The problem:
Until you reach the line containing "use tokio::sync::mpsc;", reproduce each line of the listing exactly, please, and include that line as well.

Provided entries:

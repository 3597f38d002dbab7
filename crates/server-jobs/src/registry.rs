//! Observer sinks attached to each job.

use std::collections::HashMap;
use std::sync::atomic::{AtomicU64, Ordering};
use std::sync::{Arc, Mutex, MutexGuard};

use tokio::sync::mpsc;

use fetchtube_core::{JobId, ProgressSnapshot};

use crate::store::{Seq, Sequenced};

/// Identity of one sink. Unique for the lifetime of the registry.
pub type SinkId = u64;

/// Sending half of a sink. The registry only ever holds clones of it; the
/// receiving half belongs to the observer's session.
pub type SinkSender = mpsc::Sender<Sequenced>;

/// Lifetime attach/detach totals.
#[derive(Debug, Clone, Copy, PartialEq, Eq, Default)]
pub struct RegistryStats {
    pub attached: u64,
    pub detached: u64,
}

/// Maps job ids to the sinks currently streaming that job.
///
/// Attachment lifetime is independent of job lifetime: a job id may have
/// observers before its first update and after its last one.
pub struct SubscriberRegistry {
    next_sink: AtomicU64,
    sinks: Mutex<HashMap<JobId, HashMap<SinkId, SinkSender>>>,
    attached: AtomicU64,
    detached: AtomicU64,
}

impl SubscriberRegistry {
    pub fn new() -> Self {
        Self {
            next_sink: AtomicU64::new(1),
            sinks: Mutex::new(HashMap::new()),
            attached: AtomicU64::new(0),
            detached: AtomicU64::new(0),
        }
    }

    fn lock(&self) -> MutexGuard<'_, HashMap<JobId, HashMap<SinkId, SinkSender>>> {
        self.sinks.lock().unwrap_or_else(|poisoned| {
            tracing::error!("Mutex poisoned on subscriber registry, recovering");
            poisoned.into_inner()
        })
    }

    /// Allocate a fresh sink id.
    pub fn next_sink_id(&self) -> SinkId {
        self.next_sink.fetch_add(1, Ordering::Relaxed)
    }

    /// Register `sender` under `job_id`. Re-attaching an id that is already
    /// present is a no-op and returns `false`.
    pub fn attach(&self, job_id: &str, sink_id: SinkId, sender: SinkSender) -> bool {
        let mut sinks = self.lock();
        let set = sinks.entry(job_id.to_string()).or_default();
        if set.contains_key(&sink_id) {
            return false;
        }
        set.insert(sink_id, sender);
        self.attached.fetch_add(1, Ordering::Relaxed);
        true
    }

    /// Remove a sink. The job's entry disappears with its last sink.
    pub fn detach(&self, job_id: &str, sink_id: SinkId) -> bool {
        let mut sinks = self.lock();
        let Some(set) = sinks.get_mut(job_id) else {
            return false;
        };
        let removed = set.remove(&sink_id).is_some();
        if set.is_empty() {
            sinks.remove(job_id);
        }
        if removed {
            self.detached.fetch_add(1, Ordering::Relaxed);
        }
        removed
    }

    /// Sinks to fan out to, captured under the lock. Deliver outside it.
    pub fn subscribers(&self, job_id: &str) -> Vec<(SinkId, SinkSender)> {
        self.lock()
            .get(job_id)
            .map(|set| set.iter().map(|(id, tx)| (*id, tx.clone())).collect())
            .unwrap_or_default()
    }

    pub fn subscriber_count(&self, job_id: &str) -> usize {
        self.lock().get(job_id).map_or(0, HashMap::len)
    }

    /// Number of job ids with at least one sink.
    pub fn job_count(&self) -> usize {
        self.lock().len()
    }

    pub fn stats(&self) -> RegistryStats {
        RegistryStats {
            attached: self.attached.load(Ordering::Relaxed),
            detached: self.detached.load(Ordering::Relaxed),
        }
    }

    /// Create a sink of the given capacity and attach it to `job_id`.
    ///
    /// The returned guard owns the receiving half and detaches on drop.
    pub fn subscribe(self: &Arc<Self>, job_id: &str, capacity: usize) -> Subscription {
        let (tx, rx) = mpsc::channel(capacity.max(1));
        let sink_id = self.next_sink_id();
        self.attach(job_id, sink_id, tx);
        Subscription {
            registry: Arc::clone(self),
            job_id: job_id.to_string(),
            sink_id,
            rx,
            seen_through: 0,
        }
    }
}

impl Default for SubscriberRegistry {
    fn default() -> Self {
        Self::new()
    }
}

/// One observer's attachment to one job.
pub struct Subscription {
    registry: Arc<SubscriberRegistry>,
    job_id: JobId,
    sink_id: SinkId,
    rx: mpsc::Receiver<Sequenced>,
    /// Writes up to here were already shown to the observer.
    seen_through: Seq,
}

impl Subscription {
    pub fn job_id(&self) -> &str {
        &self.job_id
    }

    pub fn sink_id(&self) -> SinkId {
        self.sink_id
    }

    /// Next snapshot for this job, skipping anything at or before
    /// `skip_through`. `None` once every sender is gone.
    pub async fn recv(&mut self) -> Option<ProgressSnapshot> {
        loop {
            let item = self.rx.recv().await?;
            if item.seq > self.seen_through {
                return Some(item.snapshot);
            }
        }
    }

    /// Mark every write up to `seq` as already seen. A snapshot replayed from
    /// the store may also be queued here if it was published after attach.
    pub fn skip_through(&mut self, seq: Seq) {
        self.seen_through = self.seen_through.max(seq);
    }

    /// Whether no snapshot is waiting in the sink.
    pub fn is_empty(&self) -> bool {
        self.rx.is_empty()
    }
}

impl Drop for Subscription {
    fn drop(&mut self) {
        // Close first so a publisher blocked on this sink wakes up with an error.
        self.rx.close();
        self.registry.detach(&self.job_id, self.sink_id);
        tracing::debug!(job_id = %self.job_id, sink_id = self.sink_id, "Observer detached");
    }
}

#[cfg(test)]
mod tests {
    use super::*;
    use pretty_assertions::assert_eq;

    #[test]
    fn test_attach_then_detach_removes_job_entry() {
        let registry = SubscriberRegistry::new();
        let (tx, _rx) = mpsc::channel(1);
        let id = registry.next_sink_id();

        assert!(registry.attach("j1", id, tx));
        assert_eq!(registry.subscriber_count("j1"), 1);
        assert!(registry.detach("j1", id));
        assert_eq!(registry.subscriber_count("j1"), 0);
        assert_eq!(registry.job_count(), 0);
    }

    #[test]
    fn test_attach_is_idempotent_per_sink() {
        let registry = SubscriberRegistry::new();
        let (tx, _rx) = mpsc::channel(1);
        let id = registry.next_sink_id();

        assert!(registry.attach("j1", id, tx.clone()));
        assert!(!registry.attach("j1", id, tx));
        assert_eq!(registry.subscriber_count("j1"), 1);
        assert_eq!(registry.stats().attached, 1);
    }

    #[test]
    fn test_detach_keeps_other_sinks() {
        let registry = SubscriberRegistry::new();
        let (tx1, _rx1) = mpsc::channel(1);
        let (tx2, _rx2) = mpsc::channel(1);
        let a = registry.next_sink_id();
        let b = registry.next_sink_id();
        registry.attach("j1", a, tx1);
        registry.attach("j1", b, tx2);

        registry.detach("j1", a);
        assert_eq!(registry.job_count(), 1);
        let remaining: Vec<SinkId> = registry.subscribers("j1").into_iter().map(|(id, _)| id).collect();
        assert_eq!(remaining, vec![b]);
    }

    #[test]
    fn test_detach_unknown_sink() {
        let registry = SubscriberRegistry::new();
        assert!(!registry.detach("nope", 7));
        assert_eq!(registry.stats(), RegistryStats::default());
    }

    #[test]
    fn test_subscribers_of_unknown_job_is_empty() {
        let registry = SubscriberRegistry::new();
        assert!(registry.subscribers("nope").is_empty());
    }

    #[test]
    fn test_sink_ids_are_unique() {
        let registry = SubscriberRegistry::new();
        let a = registry.next_sink_id();
        let b = registry.next_sink_id();
        assert_ne!(a, b);
    }

    #[tokio::test]
    async fn test_subscription_drop_detaches_once() {
        let registry = Arc::new(SubscriberRegistry::new());
        let sub = registry.subscribe("j1", 4);
        assert_eq!(sub.job_id(), "j1");
        assert_eq!(registry.subscriber_count("j1"), 1);

        drop(sub);
        assert_eq!(registry.job_count(), 0);
        assert_eq!(
            registry.stats(),
            RegistryStats {
                attached: 1,
                detached: 1
            }
        );
    }

    #[tokio::test]
    async fn test_subscription_receives_sent_snapshots() {
        let registry = Arc::new(SubscriberRegistry::new());
        let mut sub = registry.subscribe("j1", 4);
        for (_, tx) in registry.subscribers("j1") {
            tx.send(Sequenced::new(1, ProgressSnapshot::downloading("j1", 12.5)))
                .await
                .unwrap();
        }
        let snap = sub.recv().await.unwrap();
        assert_eq!(snap.progress, 12.5);
    }

    #[tokio::test]
    async fn test_send_after_subscription_dropped_fails() {
        let registry = Arc::new(SubscriberRegistry::new());
        let sub = registry.subscribe("j1", 1);
        let (_, tx) = registry.subscribers("j1").pop().unwrap();
        drop(sub);
        assert!(tx
            .send(Sequenced::new(1, ProgressSnapshot::downloading("j1", 1.0)))
            .await
            .is_err());
    }

    #[tokio::test]
    async fn test_skip_through_drops_already_seen_writes() {
        let registry = Arc::new(SubscriberRegistry::new());
        let mut sub = registry.subscribe("j1", 4);
        let (_, tx) = registry.subscribers("j1").pop().unwrap();
        for (seq, pct) in [(3, 30.0), (4, 40.0), (5, 50.0)] {
            tx.send(Sequenced::new(seq, ProgressSnapshot::downloading("j1", pct)))
                .await
                .unwrap();
        }

        sub.skip_through(4);
        sub.skip_through(2);
        assert_eq!(sub.recv().await.unwrap().progress, 50.0);
        assert!(sub.is_empty());
    }
}
// crates/server/src/state.rs
//! Application state for the Axum server.

use std::sync::Arc;
use std::time::Instant;

use fetchtube_core::MediaLayout;
use fetchtube_server_jobs::{
    DeliveryConfig, JobStore, ProgressPublisher, SessionContext, SubscriberRegistry,
};

use crate::downloads::DownloadJobs;
use crate::fetcher::MediaBackend;

/// Shared application state accessible from all route handlers.
pub struct AppState {
    /// Server start time for uptime tracking.
    pub start_time: Instant,
    /// Latest snapshot per job.
    pub store: Arc<JobStore>,
    /// Observer sinks per job.
    pub registry: Arc<SubscriberRegistry>,
    pub publisher: ProgressPublisher,
    /// Sink sizing, heartbeat and session limits for progress streams.
    pub delivery: DeliveryConfig,
    /// Where results live on disk and under `/media`.
    pub media: MediaLayout,
    /// Fetch/transcode tools.
    pub backend: Arc<dyn MediaBackend>,
    pub downloads: DownloadJobs,
}

impl AppState {
    /// Create a new application state wrapped in an Arc for sharing.
    pub fn new(
        media: MediaLayout,
        backend: Arc<dyn MediaBackend>,
        delivery: DeliveryConfig,
    ) -> Arc<Self> {
        let store = Arc::new(JobStore::new());
        let registry = Arc::new(SubscriberRegistry::new());
        let publisher = ProgressPublisher::new(store.clone(), registry.clone(), &delivery);
        let downloads = DownloadJobs::new(publisher.clone(), backend.clone());
        Arc::new(Self {
            start_time: Instant::now(),
            store,
            registry,
            publisher,
            delivery,
            media,
            backend,
            downloads,
        })
    }

    /// Get the server uptime in seconds.
    pub fn uptime_secs(&self) -> u64 {
        self.start_time.elapsed().as_secs()
    }

    /// Handles for one progress streaming session.
    pub fn session_context(&self) -> SessionContext {
        SessionContext::new(self.store.clone(), self.registry.clone(), self.delivery)
    }
}
// crates/server/src/routes/health.rs
//! `GET /api/health`: liveness plus a glance at the broadcast engine.

use std::sync::Arc;

use axum::{extract::State, routing::get, Json, Router};
use serde::Serialize;

use crate::state::AppState;

#[derive(Debug, Serialize)]
#[cfg_attr(test, derive(serde::Deserialize))]
pub struct HealthResponse {
    pub status: String,
    pub version: String,
    pub uptime_secs: u64,
    /// Downloads still short of `complete`/`error`.
    pub active_jobs: usize,
    /// Jobs someone is watching over `/api/progress`.
    pub observed_jobs: usize,
}

impl HealthResponse {
    fn from_state(state: &AppState) -> Self {
        Self {
            status: "ok".to_string(),
            version: env!("CARGO_PKG_VERSION").to_string(),
            uptime_secs: state.uptime_secs(),
            active_jobs: state.store.active().len(),
            observed_jobs: state.registry.job_count(),
        }
    }
}

pub async fn health_check(State(state): State<Arc<AppState>>) -> Json<HealthResponse> {
    Json(HealthResponse::from_state(&state))
}

pub fn router() -> Router<Arc<AppState>> {
    Router::new().route("/health", get(health_check))
}
//! Locator lookup for finished downloads.

use std::sync::Arc;

use axum::extract::{Query, State};
use axum::routing::get;
use axum::{Json, Router};
use serde::{Deserialize, Serialize};

use fetchtube_core::MediaFormat;

use super::required;
use crate::error::{ApiError, ApiResult};
use crate::state::AppState;

#[derive(Debug, Deserialize)]
pub struct FileQuery {
    pub id: Option<String>,
    pub format: Option<String>,
}

#[derive(Debug, Serialize)]
#[cfg_attr(test, derive(Deserialize))]
#[serde(rename_all = "camelCase")]
pub struct FileLocation {
    pub file_path: String,
}

/// GET /api/getFile?id&format - `{"filePath": "/media/<id>.<ext>"}` if the
/// download is on disk.
pub async fn get_file(
    State(state): State<Arc<AppState>>,
    Query(query): Query<FileQuery>,
) -> ApiResult<Json<FileLocation>> {
    let id = required(query.id, "id")?;
    let format: MediaFormat = required(query.format, "format")?.parse()?;
    let path = state.media.output_file(&id, format)?;

    match tokio::fs::try_exists(&path).await {
        Ok(true) => Ok(Json(FileLocation {
            file_path: state.media.locator(&id, format)?,
        })),
        Ok(false) => Err(ApiError::FileNotFound(id)),
        Err(e) => Err(ApiError::Internal(format!(
            "stat {}: {e}",
            path.display()
        ))),
    }
}

pub fn router() -> Router<Arc<AppState>> {
    Router::new().route("/getFile", get(get_file))
}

Written reply:
repository 3597f38d002dbab7
filename crates/server-jobs/src/registry.rs
//! Observer sinks attached to each job.

use std::collections::HashMap;
use std::sync::atomic::{AtomicU64, Ordering};
use std::sync::{Arc, Mutex, MutexGuard};

use tokio::sync::mpsc;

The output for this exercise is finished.